Report, as a number alone, how many lines below contain the string "actual".

____________________

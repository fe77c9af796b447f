//! In-memory [`ResourceService`] for tests and dry runs.
//!
//! Entities live in a map keyed by resource key. Failures can be scripted
//! per call type, and every call is counted so tests can assert on the
//! exact number of remote round trips.
//!
//! Updates do not interpret actions: they bump the stored version and
//! record the actions, which [`InMemoryService::applied_updates`] returns.

use crate::error::{SyncError, SyncResult};
use crate::kind::{ChannelKind, ProductKind, ResourceKind};
use crate::service::ResourceService;
use async_trait::async_trait;
use draftsync_types::{Channel, ChannelDraft, Product, ProductDraft, ResourceId};
use std::collections::{HashMap, HashSet};
use std::sync::atomic::{AtomicBool, AtomicUsize, Ordering};
use tokio::sync::Mutex;

/// Kinds the in-memory service can store.
pub trait Materialize: ResourceKind {
    /// The entity a remote system would store for `draft`.
    fn materialize(draft: &Self::Draft) -> Self::Entity;

    fn bump_version(entity: &mut Self::Entity);
}

impl Materialize for ProductKind {
    fn materialize(draft: &ProductDraft) -> Product {
        Product::from_draft(ResourceId::new(), draft)
    }

    fn bump_version(entity: &mut Product) {
        entity.version += 1;
    }
}

impl Materialize for ChannelKind {
    fn materialize(draft: &ChannelDraft) -> Channel {
        Channel::from_draft(ResourceId::new(), draft)
    }

    fn bump_version(entity: &mut Channel) {
        entity.version += 1;
    }
}

#[derive(Debug, Default)]
struct CallCounts {
    fetch_matching: AtomicUsize,
    fetch_by_key: AtomicUsize,
    create: AtomicUsize,
    update: AtomicUsize,
}

#[derive(Debug, Default)]
struct Script {
    fail_fetch_matching: AtomicBool,
    fail_fetch_by_key: AtomicBool,
    missing_on_fetch_by_key: AtomicBool,
    conflicts_remaining: AtomicUsize,
    fail_updates: AtomicBool,
}

#[derive(Debug)]
pub struct InMemoryService<K: Materialize> {
    entities: Mutex<HashMap<String, K::Entity>>,
    failing_creates: Mutex<HashSet<String>>,
    applied: Mutex<Vec<(String, Vec<K::Action>)>>,
    script: Script,
    calls: CallCounts,
}

impl<K: Materialize> Default for InMemoryService<K> {
    fn default() -> Self {
        Self {
            entities: Mutex::new(HashMap::new()),
            failing_creates: Mutex::new(HashSet::new()),
            applied: Mutex::new(Vec::new()),
            script: Script::default(),
            calls: CallCounts::default(),
        }
    }
}

impl<K: Materialize> InMemoryService<K> {
    pub fn new() -> Self {
        Self::default()
    }

    /// Seeds the store with entities. Entities without a key are ignored.
    pub fn with_entities(entities: impl IntoIterator<Item = K::Entity>) -> Self {
        let map = entities
            .into_iter()
            .filter_map(|e| {
                let key = K::entity_key(&e)?.to_string();
                Some((key, e))
            })
            .collect();
        Self {
            entities: Mutex::new(map),
            ..Self::default()
        }
    }

    // ── Scripting ────────────────────────────────────────────────

    /// Every `fetch_matching_by_keys` call fails.
    pub fn fail_fetch_matching(&self) {
        self.script.fail_fetch_matching.store(true, Ordering::SeqCst);
    }

    /// Every `fetch_by_key` call fails.
    pub fn fail_fetch_by_key(&self) {
        self.script.fail_fetch_by_key.store(true, Ordering::SeqCst);
    }

    /// `fetch_by_key` reports every entity as missing, as if it was
    /// deleted concurrently.
    pub fn hide_on_fetch_by_key(&self) {
        self.script
            .missing_on_fetch_by_key
            .store(true, Ordering::SeqCst);
    }

    /// The next `count` updates fail with a concurrent modification.
    pub fn conflict_next_updates(&self, count: usize) {
        self.script
            .conflicts_remaining
            .store(count, Ordering::SeqCst);
    }

    /// Every update fails with a remote error.
    pub fn fail_updates(&self) {
        self.script.fail_updates.store(true, Ordering::SeqCst);
    }

    /// Creating a draft with `key` fails with a remote error.
    pub async fn fail_create_for(&self, key: impl Into<String>) {
        self.failing_creates.lock().await.insert(key.into());
    }

    // ── Inspection ───────────────────────────────────────────────

    pub fn fetch_matching_calls(&self) -> usize {
        self.calls.fetch_matching.load(Ordering::SeqCst)
    }

    pub fn fetch_by_key_calls(&self) -> usize {
        self.calls.fetch_by_key.load(Ordering::SeqCst)
    }

    pub fn create_calls(&self) -> usize {
        self.calls.create.load(Ordering::SeqCst)
    }

    pub fn update_calls(&self) -> usize {
        self.calls.update.load(Ordering::SeqCst)
    }

    /// Stored entity for `key`.
    pub async fn get(&self, key: &str) -> Option<K::Entity> {
        self.entities.lock().await.get(key).cloned()
    }

    pub async fn len(&self) -> usize {
        self.entities.lock().await.len()
    }

    pub async fn is_empty(&self) -> bool {
        self.entities.lock().await.is_empty()
    }

    /// Successful updates in the order they were applied: entity key and
    /// the actions sent.
    pub async fn applied_updates(&self) -> Vec<(String, Vec<K::Action>)> {
        self.applied.lock().await.clone()
    }

    /// Bumps the stored version of `key`, so updates based on an earlier
    /// read hit a concurrent modification.
    pub async fn touch(&self, key: &str) {
        if let Some(entity) = self.entities.lock().await.get_mut(key) {
            K::bump_version(entity);
        }
    }

    fn take_conflict(&self) -> bool {
        self.script
            .conflicts_remaining
            .fetch_update(Ordering::SeqCst, Ordering::SeqCst, |n| n.checked_sub(1))
            .is_ok()
    }
}

#[async_trait]
impl<K: Materialize> ResourceService<K> for InMemoryService<K> {
    async fn fetch_matching_by_keys(&self, keys: &HashSet<String>) -> SyncResult<Vec<K::Entity>> {
        self.calls.fetch_matching.fetch_add(1, Ordering::SeqCst);
        if self.script.fail_fetch_matching.load(Ordering::SeqCst) {
            return Err(SyncError::Network("connection reset".to_string()));
        }
        let entities = self.entities.lock().await;
        Ok(keys
            .iter()
            .filter_map(|key| entities.get(key).cloned())
            .collect())
    }

    async fn fetch_by_key(&self, key: &str) -> SyncResult<Option<K::Entity>> {
        self.calls.fetch_by_key.fetch_add(1, Ordering::SeqCst);
        if self.script.fail_fetch_by_key.load(Ordering::SeqCst) {
            return Err(SyncError::Network("connection reset".to_string()));
        }
        if self.script.missing_on_fetch_by_key.load(Ordering::SeqCst) {
            return Ok(None);
        }
        Ok(self.entities.lock().await.get(key).cloned())
    }

    async fn create(&self, draft: &K::Draft) -> SyncResult<K::Entity> {
        self.calls.create.fetch_add(1, Ordering::SeqCst);
        let key = K::draft_key(draft).unwrap_or_default().to_string();
        if self.failing_creates.lock().await.contains(&key) {
            return Err(SyncError::Remote(format!("create of '{key}' rejected")));
        }
        let mut entities = self.entities.lock().await;
        if entities.contains_key(&key) {
            return Err(SyncError::Remote(format!(
                "a {} with key '{key}' already exists",
                K::NAME
            )));
        }
        let entity = K::materialize(draft);
        entities.insert(key, entity.clone());
        Ok(entity)
    }

    async fn update(&self, entity: &K::Entity, actions: &[K::Action]) -> SyncResult<K::Entity> {
        self.calls.update.fetch_add(1, Ordering::SeqCst);
        let key = K::entity_key(entity).unwrap_or_default().to_string();
        if self.take_conflict() {
            return Err(SyncError::ConcurrentModification(format!(
                "version {} of '{key}' is outdated",
                K::entity_version(entity)
            )));
        }
        if self.script.fail_updates.load(Ordering::SeqCst) {
            return Err(SyncError::Remote(format!("update of '{key}' rejected")));
        }

        let mut entities = self.entities.lock().await;
        let Some(stored) = entities.get_mut(&key) else {
            return Err(SyncError::NotFound(key));
        };
        let expected = K::entity_version(stored);
        let actual = K::entity_version(entity);
        if expected != actual {
            return Err(SyncError::ConcurrentModification(format!(
                "expected version {expected} of '{key}' but got {actual}"
            )));
        }
        K::bump_version(stored);
        let updated = stored.clone();
        drop(entities);

        self.applied.lock().await.push((key, actions.to_vec()));
        Ok(updated)
    }
}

____________________

Reply to the exercise:
3